The January 4 transaction qualifies as a change in reporting entity pursuant to ASC 250-10-20 because it resulted in item a. above: Presenting consolidated or combined financial statements in place of financial statements of individual entities.
ASC 805-50-05-5 states that:
Some transfers of net assets or exchanges of shares between entities under common control result in a change in the reporting entity. In practice, the method that many entities have used to account for those transactions is similar to the pooling-of-interests method.
The January 4 transaction was between entities that are under common control and resulted in a change in the reporting entity; accordingly, we accounted for this transaction in a manner similar to the pooling-of-interest method.
ASC 805-50-45-2 states that:
The financial statements of the receiving entity shall report results of operations for the period in which the transfer occurs as though the transfer of net assets or exchange of equity interests had occurred at the beginning of the period. Results of operations for that period will thus comprise those of the previously separate entities combined from the beginning of the period to the date the transfer is completed and those of the combined operations from that date to the end of the period.
The acquisition occurred on January 4, 2021. We have reported the transfer of assets and liabilities and the results of operations as if they occurred on January 1, 2020, the first day of the reporting period. There are no intercompany transactions between the two entities, and there is no difference between the results of operations from the previous separate entities combined and those of the combined operations.

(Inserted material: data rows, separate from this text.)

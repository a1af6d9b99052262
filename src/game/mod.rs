//! Game state and lifecycle
//!
//! Day selection, the board, per-key classification, and the session state
//! machine a presentation layer drives.

mod board;
pub mod daily;
mod keyboard;
mod session;

pub use board::{Board, BoardError, Guess};
pub use keyboard::Keyboard;
pub use session::{
    MAX_ATTEMPTS, Outcome, RejectReason, Session, SessionError, Status, SubmitResult,
};
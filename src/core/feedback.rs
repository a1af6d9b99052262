//! Guess feedback calculation and representation
//!
//! A Feedback holds one verdict per letter of a submitted guess:
//! - Absent: the letter has no unconsumed occurrence in the target
//! - WrongLocation: the letter occurs in the target, but not at this position
//! - Correct: the letter matches the target at this position

use super::{WORD_LENGTH, Word};

/// Verdict for a single guessed letter at a single position
///
/// Variant order is the keyboard upgrade order: once a key has seen a higher
/// verdict, a later guess can never pull it back down.
#[derive(Debug, Clone, Copy, PartialEq, Eq, PartialOrd, Ord, Hash)]
pub enum Verdict {
    Absent,
    WrongLocation,
    Correct,
}

/// Per-letter feedback for one submitted guess
#[derive(Debug, Clone, Copy, PartialEq, Eq, Hash)]
pub struct Feedback([Verdict; WORD_LENGTH]);

impl Feedback {
    /// All correct (winning guess)
    pub const PERFECT: Self = Self([Verdict::Correct; WORD_LENGTH]);

    /// Score `guess` against `target`
    ///
    /// Implements the standard duplicate-letter rules: each target letter can
    /// satisfy at most one verdict, and exact matches claim theirs first.
    ///
    /// # Algorithm
    /// 1. First pass: mark exact position matches Correct and remove each from
    ///    the target's available letter counts
    /// 2. Second pass: mark WrongLocation only while unconsumed occurrences
    ///    remain, else Absent
    ///
    /// # Examples
    /// ```
    /// use wordle_daily::core::{Feedback, Verdict, Word};
    ///
    /// let guess = Word::new("crane").unwrap();
    /// let target = Word::new("slate").unwrap();
    /// let feedback = Feedback::score(&guess, &target);
    ///
    /// // C(absent) R(absent) A(correct) N(absent) E(correct)
    /// assert_eq!(
    ///     feedback.verdicts(),
    ///     &[
    ///         Verdict::Absent,
    ///         Verdict::Absent,
    ///         Verdict::Correct,
    ///         Verdict::Absent,
    ///         Verdict::Correct,
    ///     ]
    /// );
    /// ```
    #[must_use]
    pub fn score(guess: &Word, target: &Word) -> Self {
        let mut result = [Verdict::Absent; WORD_LENGTH];
        let mut target_available = target.char_counts();

        // First pass: exact position matches
        // Allow: Index needed to access guess[i], target[i], and set result[i]
        #[allow(clippy::needless_range_loop)]
        for i in 0..WORD_LENGTH {
            if guess.chars()[i] == target.chars()[i] {
                result[i] = Verdict::Correct;

                // Remove from the available pool
                let letter = guess.chars()[i];
                if let Some(count) = target_available.get_mut(&letter) {
                    *count = count.saturating_sub(1);
                }
            }
        }

        // Second pass: right letter, wrong position, while occurrences remain
        // Allow: Index needed to access guess[i] and check/set result[i]
        #[allow(clippy::needless_range_loop)]
        for i in 0..WORD_LENGTH {
            if result[i] == Verdict::Absent {
                let letter = guess.chars()[i];
                if let Some(count) = target_available.get_mut(&letter)
                    && *count > 0
                {
                    result[i] = Verdict::WrongLocation;
                    *count -= 1;
                }
            }
        }

        Self(result)
    }

    /// Get the ordered verdict sequence
    #[inline]
    #[must_use]
    pub const fn verdicts(&self) -> &[Verdict; WORD_LENGTH] {
        &self.0
    }

    /// Get the verdict at a specific position (0-4)
    ///
    /// # Panics
    /// Panics if position >= 5
    #[inline]
    #[must_use]
    pub const fn verdict_at(self, position: usize) -> Verdict {
        self.0[position]
    }

    /// Check if every letter is Correct (the guess equals the target)
    #[inline]
    #[must_use]
    pub fn is_win(self) -> bool {
        self == Self::PERFECT
    }

    /// Count the Correct verdicts
    #[must_use]
    pub fn count_correct(self) -> usize {
        self.0.iter().filter(|&&v| v == Verdict::Correct).count()
    }

    /// Convert feedback to emoji string
    ///
    /// Returns a string like "🟩🟨⬜🟩🟨".
    ///
    /// # Examples
    /// ```
    /// use wordle_daily::core::{Feedback, Word};
    ///
    /// let word = Word::new("crane").unwrap();
    /// assert_eq!(Feedback::score(&word, &word).to_emoji(), "🟩🟩🟩🟩🟩");
    /// ```
    #[must_use]
    pub fn to_emoji(self) -> String {
        self.0
            .iter()
            .map(|v| match v {
                Verdict::Correct => '🟩',
                Verdict::WrongLocation => '🟨',
                Verdict::Absent => '⬜',
            })
            .collect()
    }
}

#[cfg(test)]
mod tests {
    use super::*;
    use Verdict::{Absent, Correct, WrongLocation};

    #[test]
    fn feedback_perfect_constant() {
        assert!(Feedback::PERFECT.is_win());
        assert_eq!(Feedback::PERFECT.count_correct(), 5);
    }

    #[test]
    fn feedback_all_absent() {
        let guess = Word::new("abcde").unwrap();
        let target = Word::new("fghij").unwrap();
        let feedback = Feedback::score(&guess, &target);

        assert_eq!(feedback.verdicts(), &[Absent; 5]);
        assert!(!feedback.is_win());
    }

    #[test]
    fn feedback_all_correct() {
        let word = Word::new("crane").unwrap();
        let feedback = Feedback::score(&word, &word);

        assert_eq!(feedback, Feedback::PERFECT);
        assert!(feedback.is_win());
    }

    #[test]
    fn feedback_self_match_always_wins() {
        for word in ["crane", "slate", "audio", "zzzzz", "aaaaa"] {
            let w = Word::new(word).unwrap();
            assert_eq!(Feedback::score(&w, &w), Feedback::PERFECT);
        }
    }

    #[test]
    fn feedback_duplicate_guess_letter_consumed_by_exact_match() {
        // AABBC vs ABCDE: the target's single A is consumed by the exact match
        // at position 0, so the second A must NOT be WrongLocation.
        let guess = Word::new("aabbc").unwrap();
        let target = Word::new("abcde").unwrap();
        let feedback = Feedback::score(&guess, &target);

        assert_eq!(
            feedback.verdicts(),
            &[Correct, Absent, WrongLocation, Absent, WrongLocation]
        );
    }

    #[test]
    fn feedback_duplicate_letters_both_wrong_location() {
        // SPEED vs ERASE
        // S(wrong location) P(absent) E(wrong location) E(wrong location) D(absent)
        // ERASE has two E's, so both guessed E's earn a mark.
        let guess = Word::new("speed").unwrap();
        let target = Word::new("erase").unwrap();
        let feedback = Feedback::score(&guess, &target);

        assert_eq!(
            feedback.verdicts(),
            &[WrongLocation, Absent, WrongLocation, WrongLocation, Absent]
        );
    }

    #[test]
    fn feedback_duplicate_letters_exact_match_priority() {
        // ROBOT vs FLOOR
        // R(wrong location) O(wrong location) B(absent) O(correct) T(absent)
        // The second O claims its exact match even though the first O came earlier.
        let guess = Word::new("robot").unwrap();
        let target = Word::new("floor").unwrap();
        let feedback = Feedback::score(&guess, &target);

        assert_eq!(
            feedback.verdicts(),
            &[WrongLocation, WrongLocation, Absent, Correct, Absent]
        );
    }

    #[test]
    fn feedback_triple_guess_letter_double_target() {
        // EEVEE vs EERIE: exact matches at 0, 1, and 4 consume all three of
        // the target's E's, leaving nothing for the E at position 3.
        let guess = Word::new("eevee").unwrap();
        let target = Word::new("eerie").unwrap();
        let feedback = Feedback::score(&guess, &target);

        assert_eq!(feedback.verdicts(), &[Correct, Correct, Absent, Absent, Correct]);
    }

    #[test]
    fn feedback_verdict_at() {
        let guess = Word::new("train").unwrap();
        let target = Word::new("crane").unwrap();
        let feedback = Feedback::score(&guess, &target);

        assert_eq!(feedback.verdict_at(0), Absent);
        assert_eq!(feedback.verdict_at(1), Correct);
        assert_eq!(feedback.verdict_at(2), Correct);
        assert_eq!(feedback.verdict_at(3), Absent);
        assert_eq!(feedback.verdict_at(4), WrongLocation);
    }

    #[test]
    fn feedback_to_emoji() {
        let guess = Word::new("train").unwrap();
        let target = Word::new("crane").unwrap();
        let feedback = Feedback::score(&guess, &target);

        assert_eq!(feedback.to_emoji(), "⬜🟩🟩⬜🟨");
    }

    #[test]
    fn verdict_upgrade_ordering() {
        assert!(Absent < WrongLocation);
        assert!(WrongLocation < Correct);
    }
}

FASB Statement 141 eliminated the pooling-of-interests method, but it continues to provide relevant guidance on presenting common-control transactions that result in a change in the reporting entity. Under the pooling-of-interests method:
| · | The receiving entity recognizes the transferred net assets at their historical carrying amounts. No new goodwill is recognized. The carrying values of the transferred net assets are added to the carrying values of the receiving entity’s net assets. |
| · | The equity accounts of the separate entities are combined: |
| · | The receiving and transferring entities’ results of operations are combined in the period in which the transfer occurs as though the entities had been combined as of the beginning of the period (or from the date the entities became under common control if they were not under common control for the entire period). |
| · | Intercompany balances and transactions between the receiving and transferring entities are eliminated. |
We have presented the financial statements in accordance with the guidance above.
I trust that with these responses, your comments have been satisfied. As indicated above, the amended Form S-1 to include the above information will be filed on EDGAR. In the meantime, if you have any further questions or require any further information; please do not hesitate to contact the undersigned.